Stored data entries

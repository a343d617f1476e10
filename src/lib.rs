//! Waypoint: a travel tool server speaking the Model Context Protocol.
//!
//! Clients discover and invoke sample travel tools (weather, flights and
//! places) through JSON-RPC 2.0 over either a duplex line stream or
//! streamable HTTP with resumable server-sent events.
//!
//! # Architecture
//!
//! Waypoint follows hexagonal architecture principles:
//!
//! - **Domain**: tool descriptors, schemas, sessions and events
//! - **Ports**: [`ToolHandler`](tool_registry::ports::ToolHandler) and
//!   [`EventStore`](event_store::ports::EventStore)
//! - **Adapters**: the sample travel catalog, the in-memory event store and
//!   the duplex and HTTP transports
//!
//! # Modules
//!
//! - [`protocol`]: JSON-RPC wire types and decoding
//! - [`tool_registry`]: tool descriptors, argument validation and catalog
//! - [`dispatch`]: method routing and error mapping
//! - [`session`]: session lifecycle and per-session event feeds
//! - [`event_store`]: append-only per-session event log
//! - [`transport`]: duplex and HTTP adapters
//! - [`config`], [`telemetry`], [`server`]: process assembly

pub mod config;
pub mod dispatch;
pub mod event_store;
pub mod protocol;
pub mod server;
pub mod session;
pub mod telemetry;
pub mod tool_registry;
pub mod transport;
//! `initialize` handshake payloads.

use serde::{Deserialize, Serialize};
use serde_json::Value;

/// Most recent protocol revision understood by the server.
pub const LATEST_PROTOCOL_VERSION: &str = "2025-06-18";

/// Protocol revisions the server will echo back when a client requests them.
pub const SUPPORTED_PROTOCOL_VERSIONS: [&str; 3] =
    [LATEST_PROTOCOL_VERSION, "2025-03-26", "2024-11-05"];

/// Client-supplied `initialize` parameters. All fields are optional so that
/// minimal clients can still establish a session.
#[derive(Debug, Clone, Default, PartialEq, Serialize, Deserialize)]
#[serde(rename_all = "camelCase")]
pub struct InitializeParams {
    /// Requested protocol revision.
    #[serde(default)]
    pub protocol_version: Option<String>,
    /// Declared client capabilities.
    #[serde(default)]
    pub capabilities: Option<Value>,
    /// Client identity.
    #[serde(default)]
    pub client_info: Option<Value>,
}

/// Server identity reported during `initialize`.
#[derive(Debug, Clone, PartialEq, Eq, Serialize, Deserialize)]
pub struct ServerInfo {
    /// Server name.
    pub name: String,
    /// Server version.
    pub version: String,
}

impl ServerInfo {
    /// Creates a server identity.
    #[must_use]
    pub fn new(name: impl Into<String>, version: impl Into<String>) -> Self {
        Self {
            name: name.into(),
            version: version.into(),
        }
    }
}

/// Tool-related capability flags.
#[derive(Debug, Clone, Copy, PartialEq, Eq, Serialize, Deserialize)]
pub struct ToolCapabilities {
    /// `tools/list` is available.
    pub list: bool,
    /// `tools/call` is available.
    pub call: bool,
}

/// Capabilities declared by the server.
#[derive(Debug, Clone, Copy, PartialEq, Eq, Serialize, Deserialize)]
pub struct ServerCapabilities {
    /// Tool capabilities.
    pub tools: ToolCapabilities,
}

impl Default for ServerCapabilities {
    fn default() -> Self {
        Self {
            tools: ToolCapabilities {
                list: true,
                call: true,
            },
        }
    }
}

/// Result of a successful `initialize`.
#[derive(Debug, Clone, PartialEq, Eq, Serialize, Deserialize)]
#[serde(rename_all = "camelCase")]
pub struct InitializeResult {
    /// Negotiated protocol revision.
    pub protocol_version: String,
    /// Server identity.
    pub server_info: ServerInfo,
    /// Declared capabilities.
    pub capabilities: ServerCapabilities,
    /// Optional usage hints for the calling agent.
    #[serde(default, skip_serializing_if = "Option::is_none")]
    pub instructions: Option<String>,
}

impl InitializeResult {
    /// Picks the protocol revision to report for a requested one.
    ///
    /// Supported revisions are echoed; anything else falls back to
    /// [`LATEST_PROTOCOL_VERSION`].
    #[must_use]
    pub fn negotiate_version(requested: Option<&str>) -> &'static str {
        requested
            .and_then(|wanted| {
                SUPPORTED_PROTOCOL_VERSIONS
                    .iter()
                    .find(|supported| **supported == wanted)
                    .copied()
            })
            .unwrap_or(LATEST_PROTOCOL_VERSION)
    }
}
//! JSON-RPC 2.0 wire types for the Model Context Protocol surface.
//!
//! The protocol layer is transport-free: it decodes one inbound message from
//! raw bytes and frames outbound [`ProtocolMessage`] envelopes. Both the
//! duplex and the HTTP transports share these types.

mod content;
mod error;
mod initialize;
mod message;

pub use content::{CallToolParams, CallToolResult, ContentBlock};
pub use error::{DecodeError, ErrorCode, RpcError};
pub use initialize::{
    InitializeParams, InitializeResult, LATEST_PROTOCOL_VERSION, ServerCapabilities, ServerInfo,
    SUPPORTED_PROTOCOL_VERSIONS, ToolCapabilities,
};
pub use message::{
    InboundMessage, JsonRpcErrorResponse, JsonRpcNotification, JsonRpcRequest, JsonRpcResponse,
    JsonRpcVersion, ProtocolMessage, RequestId, decode_message,
};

(Try it): A faithful copy is required of the lines from the one with "pub struct InitializeResult" through the last line of the data; please add nothing.

(Solution for this task):
pub struct InitializeResult {
    /// Negotiated protocol revision.
    pub protocol_version: String,
    /// Server identity.
    pub server_info: ServerInfo,
    /// Declared capabilities.
    pub capabilities: ServerCapabilities,
    /// Optional usage hints for the calling agent.
    #[serde(default, skip_serializing_if = "Option::is_none")]
    pub instructions: Option<String>,
}

impl InitializeResult {
    /// Picks the protocol revision to report for a requested one.
    ///
    /// Supported revisions are echoed; anything else falls back to
    /// [`LATEST_PROTOCOL_VERSION`].
    #[must_use]
    pub fn negotiate_version(requested: Option<&str>) -> &'static str {
        requested
            .and_then(|wanted| {
                SUPPORTED_PROTOCOL_VERSIONS
                    .iter()
                    .find(|supported| **supported == wanted)
                    .copied()
            })
            .unwrap_or(LATEST_PROTOCOL_VERSION)
    }
}
//! JSON-RPC 2.0 wire types for the Model Context Protocol surface.
//!
//! The protocol layer is transport-free: it decodes one inbound message from
//! raw bytes and frames outbound [`ProtocolMessage`] envelopes. Both the
//! duplex and the HTTP transports share these types.

mod content;
mod error;
mod initialize;
mod message;

pub use content::{CallToolParams, CallToolResult, ContentBlock};
pub use error::{DecodeError, ErrorCode, RpcError};
pub use initialize::{
    InitializeParams, InitializeResult, LATEST_PROTOCOL_VERSION, ServerCapabilities, ServerInfo,
    SUPPORTED_PROTOCOL_VERSIONS, ToolCapabilities,
};
pub use message::{
    InboundMessage, JsonRpcErrorResponse, JsonRpcNotification, JsonRpcRequest, JsonRpcResponse,
    JsonRpcVersion, ProtocolMessage, RequestId, decode_message,
};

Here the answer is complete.